This dissertation explores the delicate balance between complexity and conceptual clarity in hydrological modeling, with an emphasis on principles that support flexible modular frameworks; these frameworks not only allow for a range of process formulations, but also facilitate the integration of diverse models across different watersheds and the use of spatial data most relevant to watershed characteristics and model structure. Recognizing the challenges of capturing the complex interactions between climate and land-surface hydrology—especially in environments altered by urbanization and other anthropogenic factors—the study investigates how different model configurations impact predictive accuracy and process representation across varied watershed environments.

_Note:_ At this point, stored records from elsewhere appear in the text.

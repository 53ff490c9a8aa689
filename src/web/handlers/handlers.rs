// One file per API resource.

#[path = "categories.rs"]
pub mod categories;

#[path = "content.rs"]
pub mod content;

#[path = "settings.rs"]
pub mod settings;
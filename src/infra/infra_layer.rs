// The infra module contains implementations of core traits.
// Each feature implementation goes in its own submodule.

#[path = "database.rs"]
pub mod database;

#[path = "content/mod.rs"]
pub mod content;

#[path = "categories/sqlite_category_store.rs"]
pub mod categories;

#[path = "settings/sqlite_settings_store.rs"]
pub mod settings;

#[path = "uploads/disk_cover_storage.rs"]
pub mod uploads;
impl<S: ContentStore, C: CoverStorage> ContentService<S, C> {
    pub fn new(store: S, uploads: UploadService<C>) -> Self {
        Self { store, uploads }
    }

    /// Validate the required submission fields.
    ///
    /// Title, category, body and author name must all be present and non-blank.
    /// An empty author email is treated as not given.
    fn validate(submission: ArticleSubmission) -> Result<NewArticle, ContentError> {
        fn required(value: Option<String>) -> Option<String> {
            value.filter(|v| !v.trim().is_empty())
        }

        let (Some(title), Some(category_id), Some(content), Some(author_name)) = (
            required(submission.title),
            required(submission.category_id),
            required(submission.content),
            required(submission.author_name),
        ) else {
            return Err(ContentError::Validation(
                "Missing required fields".to_string(),
            ));
        };

        let category_id = category_id
            .trim()
            .parse::<i64>()
            .map_err(|_| ContentError::Validation("Invalid category_id".to_string()))?;

        Ok(NewArticle {
            title,
            category_id,
            content,
            author_name,
            author_email: required(submission.author_email),
            cover_url: None,
        })
    }

    /// Store a reader submission as a pending article.
    ///
    /// The cover is only written once the text fields have passed validation,
    /// and removed again if the insert fails.
    pub async fn submit(
        &self,
        submission: ArticleSubmission,
        cover: Option<CoverUpload>,
    ) -> Result<i64, ContentError> {
        let mut article = Self::validate(submission)?;

        if let Some(upload) = &cover {
            UploadService::<C>::validate(upload)?;
        }

        let stored = match cover {
            Some(upload) => Some(self.uploads.store(upload).await?),
            None => None,
        };
        article.cover_url = stored.as_ref().map(|c| c.public_path.clone());

        match self.store.insert(article).await {
            Ok(id) => {
                tracing::info!(id, "Content submitted for review");
                Ok(id)
            }
            Err(e) => {
                if let Some(cover) = &stored {
                    self.uploads.discard(cover).await;
                }
                Err(e)
            }
        }
    }

    pub async fn get(&self, id: i64) -> Result<ArticleView, ContentError> {
        self.store
            .get(id)
            .await?
            .ok_or(ContentError::NotFound(id))
    }

    /// List articles for a feed. See `StatusFilter::parse` for the filter rules.
    pub async fn list(&self, filter: StatusFilter) -> Result<Vec<ArticleView>, ContentError> {
        self.store.list(filter).await
    }

    /// Overwrite the moderation status. Any state may move to any other.
    pub async fn set_status(&self, id: i64, status: ArticleStatus) -> Result<(), ContentError> {
        self.update(id, ArticleUpdate::status(status)).await
    }

    /// Make `id` the single highlighted article.
    pub async fn set_highlight(&self, id: i64) -> Result<(), ContentError> {
        self.update(id, ArticleUpdate::highlight(true)).await
    }

    /// Remove the highlight from `id` without touching other articles.
    pub async fn clear_highlight(&self, id: i64) -> Result<(), ContentError> {
        self.update(id, ArticleUpdate::highlight(false)).await
    }

    /// Apply an administrator edit.
    pub async fn update(&self, id: i64, update: ArticleUpdate) -> Result<(), ContentError> {
        if update.is_empty() {
            return Err(ContentError::EmptyUpdate);
        }

        let blank = |v: &Option<String>| v.as_deref().is_some_and(|s| s.trim().is_empty());
        if blank(&update.title) || blank(&update.content) {
            return Err(ContentError::Validation(
                "Title and content cannot be empty".to_string(),
            ));
        }

        let summary = format!("{:?}", update);
        if !self.store.update(id, update).await? {
            return Err(ContentError::NotFound(id));
        }

        tracing::info!(id, update = %summary, "Content updated");
        Ok(())
    }

    pub async fn delete(&self, id: i64) -> Result<(), ContentError> {
        if !self.store.delete(id).await? {
            return Err(ContentError::NotFound(id));
        }

        tracing::info!(id, "Content deleted");
        Ok(())
    }
}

This journey is guided by two core assumptions; First, the research posits that integrating distributed Land Surface Models (LSMs) with simpler hydrologic models can enhance explanatory power. Second, the usefulness the spatial model inputs (static watershed characteristics), such as land cover and topography, has varying effects depending on modeling decisions related to spatial representations (e.g., resampling algorithm, resolution). These insights aim to advance both academic understanding and practical strategies in hydrology.The first study (Chapter 2) addresses the integration of TOPMODEL, a conceptual hydrologic model, with Noah-MP, the land surface model of the National Water Model (NWM), through a one-way coupling approach. This chapter demonstrates that simplifying the complex subsurface representation of NWM can enhance streamflow predictions, especially in headwater catchments. By testing six different coupling scenarios, the study reveals that preserving the internal states of both models yields the best results, outperforming either model used independently. However, the research also highlights that the design of the coupling interface can introduce structural uncertainty, significantly impacting model performance and parameter sensitivity. These findings emphasize the need for a cautious approach in model coupling to maintain consistency and accuracy.

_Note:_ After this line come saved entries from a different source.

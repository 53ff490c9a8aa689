use crate::core::categories::Category;
use crate::web::{ApiError, AppState};
use axum::extract::rejection::JsonRejection;
use axum::extract::State;
use axum::Json;
use serde::Deserialize;

#[derive(Debug, Deserialize)]
pub struct NewCategory {
    #[serde(default)]
    name: Option<String>,
}

pub async fn list_categories(
    State(state): State<AppState>,
) -> Result<Json<Vec<Category>>, ApiError> {
    let categories = state
        .categories
        .list()
        .await
        .map_err(|e| ApiError::from(e).with_message("Failed to fetch categories"))?;

    Ok(Json(categories))
}

pub async fn create_category(
    State(state): State<AppState>,
    payload: Result<Json<NewCategory>, JsonRejection>,
) -> Result<Json<Category>, ApiError> {
    let Json(body) = payload?;

    let category = state
        .categories
        .create(body.name.as_deref().unwrap_or_default())
        .await
        .map_err(|e| ApiError::from(e).with_message("Failed to add category"))?;

    Ok(Json(category))
}
use crate::core::uploads::{MAX_COVER_BYTES, PUBLIC_PREFIX};
use crate::web::handlers::{categories, content, settings};
use crate::web::{ApiError, AppState};
use axum::{
    extract::{DefaultBodyLimit, OriginalUri},
    http::{header::CONTENT_TYPE, Method},
    routing::get,
    Router,
};
use std::path::Path;
use std::time::Duration;
use tower_http::{
    cors::{Any, CorsLayer},
    services::{ServeDir, ServeFile},
    trace::TraceLayer,
};

/// Build the application router.
///
/// `/api/*` carries the JSON surface, `/uploads/*` serves stored covers, and
/// when `static_dir` is given everything else falls through to the built
/// front-end with `index.html` as the SPA fallback.
pub fn router(state: AppState, upload_dir: &Path, static_dir: Option<&Path>) -> Router {
    let cors = CorsLayer::new()
        .allow_origin(Any)
        .allow_methods([
            Method::GET,
            Method::POST,
            Method::PATCH,
            Method::DELETE,
            Method::OPTIONS,
        ])
        .allow_headers([CONTENT_TYPE])
        .max_age(Duration::from_secs(60 * 60));

    let api = Router::new()
        .route(
            "/settings",
            get(settings::get_settings).post(settings::save_settings),
        )
        .route(
            "/categories",
            get(categories::list_categories).post(categories::create_category),
        )
        .route(
            "/content",
            get(content::list_content).post(content::submit_content),
        )
        .route(
            "/content/{id}",
            get(content::get_content)
                .patch(content::update_content)
                .delete(content::delete_content),
        )
        .fallback(api_not_found)
        .method_not_allowed_fallback(api_not_found)
        // Leave headroom above the cover limit for the text fields and framing
        .layer(DefaultBodyLimit::max(MAX_COVER_BYTES + 1024 * 1024));

    let mut app = Router::new()
        .nest("/api", api)
        .nest_service(PUBLIC_PREFIX, ServeDir::new(upload_dir));

    if let Some(dir) = static_dir {
        let spa = ServeDir::new(dir).fallback(ServeFile::new(dir.join("index.html")));
        app = app.fallback_service(spa);
    }

    app.layer(TraceLayer::new_for_http())
        .layer(cors)
        .with_state(state)
}

async fn api_not_found(method: Method, OriginalUri(uri): OriginalUri) -> ApiError {
    ApiError::NotFound(format!("API route {} {} not found", method, uri))
}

The second study (Chapter 3) focuses on the influence of land cover representation and resampling methods within the WRF-Hydro/NWM framework. Through a controlled sensitivity analysis, the research uncovers that the areal proportion of land cover classes significantly affects vertical hydrologic fluxes and streamflow characteristics at the catchment scale. In contrast, the spatial arrangement of land cover has a minimal impact on vertical hydrological fluxes, though it can slightly alter streamflow through routing processes. These results challenge the necessity of detailed representation spatial pattern and allocation of land cover in large-scale hydrologic modeling, suggesting that a flexible, modular approach to spatial configuration may be more effective. The chapter advocates for land surface modeling strategies that balance the need for detailed process representation with the simplicity required for broader applicability.
The third study (Chapter 4) investigates the effects of urbanization on hydrologic processes within a landscape-oriented model, focusing on the incorporation of spatially variable effective impervious area (EIA). The EIA is estimated using the latest techniques involving series of statistical regressions and publicly available soil and landcover dataset. By modeling two watersheds with contrasting climates and urbanization patterns, the research demonstrates that integrating urban impact significantly enhances model performance, far surpassing the original model configuration. Notably, a simpler EIA-only adjustment outperformed a more complex configuration that also included additional subsurface urban impacts. Furthermore, the study finds that models with coarser spatial resolutions often outperform those with finer resolutions, despite the loss of detailed spatial information. This outcome challenges the assumption that detailed spatial representation is necessary for accurate urban hydrologic modeling. Instead, it suggests that capturing the most relevant spatial aspect for hydrological flux calculation is more crucial. The chapter underscores the importance of balancing model complexity with practical applicability, particularly in urban hydrology, where both oversimplification and overcomplication present significant challenges.
Overall, this dissertation stressed the challenges of developing scalable hydrologic modeling approaches that are both effective and adaptable. The findings confirm that increased complexity and spatial detail do not necessarily improve model performance. Instead, a balanced approach that considers both complexity and conceptual clarity proves to be more effective. The principles reaffirmed and new insights gained in this study can be applied to modular modeling approaches, contributing to the development of more scalable frameworks that enhance model suitability testing and explanation of hydrologic processes across diverse watershed environments. The dissertation advocates for more robust, adaptable, and transparent modeling practices, which are essential for expanding the hydrologic knowledge base, addressing future environmental changes, and enhancing water resource management amidst evolving hydrologic demands.